//! Built-in shell commands.
//!
//! The catalog is fixed: exact, case-sensitive names plus the `echo <text>`
//! prefix form.

use super::shell::{LINE_CAPACITY, HISTORY_CAPACITY};
use super::History;
use crate::trap::TrapStats;
use minios_common::Modifiers;
use minios_hal::{Color, ColorCode, Cpu, DisplaySink, KeyboardController};

/// Kernel name and version shown by `version` and the banner.
pub const VERSION: &str = concat!("MiniOS v", env!("CARGO_PKG_VERSION"));

const ERROR_COLOR: ColorCode = ColorCode::new(Color::LightRed, Color::Black);

/// Shell command types.
#[derive(Debug, Clone, Copy, PartialEq, Eq)]
pub enum Command<'a> {
    /// Display help information.
    Help,
    /// Clear the screen.
    Clear,
    /// Echo text.
    Echo(&'a str),
    /// Reset the machine.
    Reboot,
    /// Show version information.
    Version,
    /// Show keyboard, history and trap state.
    Status,
    /// List submitted lines.
    History,
    /// Anything else.
    Unknown(&'a str),
}

/// One line of `help` output per command.
const CATALOG: [(&str, &str); 7] = [
    ("help", "Show this help"),
    ("clear", "Clear screen"),
    ("echo", "Echo text"),
    ("reboot", "Reboot system"),
    ("version", "Show version"),
    ("status", "Show system status"),
    ("history", "Show command history"),
];

/// What a command may touch while it runs.
pub struct Session<'a, D, H> {
    /// Screen receiving output.
    pub display: &'a mut D,
    /// Machine access for `reboot`.
    pub hardware: &'a mut H,
    /// Submitted lines, including the one being executed.
    pub history: &'a History<LINE_CAPACITY, HISTORY_CAPACITY>,
    /// Keyboard modifier and lock state.
    pub modifiers: Modifiers,
    /// Trap counters.
    pub stats: TrapStats,
}

impl<'a> Command<'a> {
    /// Parse a submitted line.
    pub fn parse(line: &'a str) -> Command<'a> {
        match line {
            "help" => Command::Help,
            "clear" => Command::Clear,
            "echo" => Command::Echo(""),
            "reboot" => Command::Reboot,
            "version" => Command::Version,
            "status" => Command::Status,
            "history" => Command::History,
            _ => match line.strip_prefix("echo ") {
                Some(text) => Command::Echo(text),
                None => Command::Unknown(line),
            },
        }
    }

    /// Execute a command.
    pub fn execute<D, H>(self, session: &mut Session<'_, D, H>)
    where
        D: DisplaySink,
        H: KeyboardController + Cpu,
    {
        let display = &mut *session.display;
        match self {
            Command::Help => cmd_help(display),
            Command::Clear => display.clear(),
            Command::Echo(text) => display.write_line(text),
            Command::Reboot => {
                display.write_line("Rebooting...");
                log::info!("reboot requested");
                session.hardware.reset_system();
                // Still running: the controller ignored the reset pulse.
                session.hardware.halt();
            }
            Command::Version => cmd_version(display),
            Command::Status => cmd_status(display, session.modifiers, session.history.len(), &session.stats),
            Command::History => {
                for (number, entry) in session.history.iter().enumerate() {
                    display.write_text("  ");
                    display.write_dec(number as u32 + 1);
                    display.write_text("  ");
                    display.write_line(entry);
                }
            }
            Command::Unknown(text) => {
                display.write_colored("Unknown command: ", ERROR_COLOR);
                display.write_colored(text, ERROR_COLOR);
                display.newline();
                display.write_line("Type 'help' for available commands.");
            }
        }
    }
}

fn cmd_help(display: &mut impl DisplaySink) {
    display.write_line("Available commands:");
    for (name, summary) in CATALOG {
        display.write_text("  ");
        display.write_text(name);
        for _ in name.len()..9 {
            display.put(b' ');
        }
        display.write_text("- ");
        display.write_line(summary);
    }
}

fn cmd_version(display: &mut impl DisplaySink) {
    display.write_line(VERSION);
    display.write_line("Interrupt-driven keyboard input and command line");
}

fn on_off(flag: bool) -> &'static str {
    if flag {
        "ON"
    } else {
        "OFF"
    }
}

fn cmd_status(display: &mut impl DisplaySink, modifiers: Modifiers, history: usize, stats: &TrapStats) {
    display.write_line("System Status:");

    display.write_text("  Keyboard: ");
    if modifiers.intersects(Modifiers::HELD) {
        for (flag, name) in [
            (Modifiers::SHIFT, "SHIFT "),
            (Modifiers::CTRL, "CTRL "),
            (Modifiers::ALT, "ALT "),
        ] {
            if modifiers.contains(flag) {
                display.write_text(name);
            }
        }
        display.newline();
    } else {
        display.write_line("Normal");
    }

    display.write_text("  Caps Lock: ");
    display.write_line(on_off(modifiers.contains(Modifiers::CAPS_LOCK)));
    display.write_text("  Num Lock: ");
    display.write_line(on_off(modifiers.contains(Modifiers::NUM_LOCK)));
    display.write_text("  Scroll Lock: ");
    display.write_line(on_off(modifiers.contains(Modifiers::SCROLL_LOCK)));

    display.write_text("  Command History: ");
    display.write_dec(history as u32);
    display.write_line(" entries");

    display.write_text("  Device traps: ");
    display.write_dec(stats.device_traps);
    display.write_text(" (keyboard ");
    display.write_dec(stats.keyboard);
    display.write_text(", ignored ");
    display.write_dec(stats.ignored);
    display.write_line(")");
}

▶ WORK TO BE COMPLETED
All lines of the data above must be returned exactly.

▶ ANSWER BOX
//! Built-in shell commands.
//!
//! The catalog is fixed: exact, case-sensitive names plus the `echo <text>`
//! prefix form.

use super::shell::{LINE_CAPACITY, HISTORY_CAPACITY};
use super::History;
use crate::trap::TrapStats;
use minios_common::Modifiers;
use minios_hal::{Color, ColorCode, Cpu, DisplaySink, KeyboardController};

/// Kernel name and version shown by `version` and the banner.
pub const VERSION: &str = concat!("MiniOS v", env!("CARGO_PKG_VERSION"));

const ERROR_COLOR: ColorCode = ColorCode::new(Color::LightRed, Color::Black);

/// Shell command types.
#[derive(Debug, Clone, Copy, PartialEq, Eq)]
pub enum Command<'a> {
    /// Display help information.
    Help,
    /// Clear the screen.
    Clear,
    /// Echo text.
    Echo(&'a str),
    /// Reset the machine.
    Reboot,
    /// Show version information.
    Version,
    /// Show keyboard, history and trap state.
    Status,
    /// List submitted lines.
    History,
    /// Anything else.
    Unknown(&'a str),
}

/// One line of `help` output per command.
const CATALOG: [(&str, &str); 7] = [
    ("help", "Show this help"),
    ("clear", "Clear screen"),
    ("echo", "Echo text"),
    ("reboot", "Reboot system"),
    ("version", "Show version"),
    ("status", "Show system status"),
    ("history", "Show command history"),
];

/// What a command may touch while it runs.
pub struct Session<'a, D, H> {
    /// Screen receiving output.
    pub display: &'a mut D,
    /// Machine access for `reboot`.
    pub hardware: &'a mut H,
    /// Submitted lines, including the one being executed.
    pub history: &'a History<LINE_CAPACITY, HISTORY_CAPACITY>,
    /// Keyboard modifier and lock state.
    pub modifiers: Modifiers,
    /// Trap counters.
    pub stats: TrapStats,
}

impl<'a> Command<'a> {
    /// Parse a submitted line.
    pub fn parse(line: &'a str) -> Command<'a> {
        match line {
            "help" => Command::Help,
            "clear" => Command::Clear,
            "echo" => Command::Echo(""),
            "reboot" => Command::Reboot,
            "version" => Command::Version,
            "status" => Command::Status,
            "history" => Command::History,
            _ => match line.strip_prefix("echo ") {
                Some(text) => Command::Echo(text),
                None => Command::Unknown(line),
            },
        }
    }

    /// Execute a command.
    pub fn execute<D, H>(self, session: &mut Session<'_, D, H>)
    where
        D: DisplaySink,
        H: KeyboardController + Cpu,
    {
        let display = &mut *session.display;
        match self {
            Command::Help => cmd_help(display),
            Command::Clear => display.clear(),
            Command::Echo(text) => display.write_line(text),
            Command::Reboot => {
                display.write_line("Rebooting...");
                log::info!("reboot requested");
                session.hardware.reset_system();
                // Still running: the controller ignored the reset pulse.
                session.hardware.halt();
            }
            Command::Version => cmd_version(display),
            Command::Status => cmd_status(display, session.modifiers, session.history.len(), &session.stats),
            Command::History => {
                for (number, entry) in session.history.iter().enumerate() {
                    display.write_text("  ");
                    display.write_dec(number as u32 + 1);
                    display.write_text("  ");
                    display.write_line(entry);
                }
            }
            Command::Unknown(text) => {
                display.write_colored("Unknown command: ", ERROR_COLOR);
                display.write_colored(text, ERROR_COLOR);
                display.newline();
                display.write_line("Type 'help' for available commands.");
            }
        }
    }
}

fn cmd_help(display: &mut impl DisplaySink) {
    display.write_line("Available commands:");
    for (name, summary) in CATALOG {
        display.write_text("  ");
        display.write_text(name);
        for _ in name.len()..9 {
            display.put(b' ');
        }
        display.write_text("- ");
        display.write_line(summary);
    }
}

fn cmd_version(display: &mut impl DisplaySink) {
    display.write_line(VERSION);
    display.write_line("Interrupt-driven keyboard input and command line");
}

fn on_off(flag: bool) -> &'static str {
    if flag {
        "ON"
    } else {
        "OFF"
    }
}

fn cmd_status(display: &mut impl DisplaySink, modifiers: Modifiers, history: usize, stats: &TrapStats) {
    display.write_line("System Status:");

    display.write_text("  Keyboard: ");
    if modifiers.intersects(Modifiers::HELD) {
        for (flag, name) in [
            (Modifiers::SHIFT, "SHIFT "),
            (Modifiers::CTRL, "CTRL "),
            (Modifiers::ALT, "ALT "),
        ] {
            if modifiers.contains(flag) {
                display.write_text(name);
            }
        }
        display.newline();
    } else {
        display.write_line("Normal");
    }

    display.write_text("  Caps Lock: ");
    display.write_line(on_off(modifiers.contains(Modifiers::CAPS_LOCK)));
    display.write_text("  Num Lock: ");
    display.write_line(on_off(modifiers.contains(Modifiers::NUM_LOCK)));
    display.write_text("  Scroll Lock: ");
    display.write_line(on_off(modifiers.contains(Modifiers::SCROLL_LOCK)));

    display.write_text("  Command History: ");
    display.write_dec(history as u32);
    display.write_line(" entries");

    display.write_text("  Device traps: ");
    display.write_dec(stats.device_traps);
    display.write_text(" (keyboard ");
    display.write_dec(stats.keyboard);
    display.write_text(", ignored ");
    display.write_dec(stats.ignored);
    display.write_line(")");
}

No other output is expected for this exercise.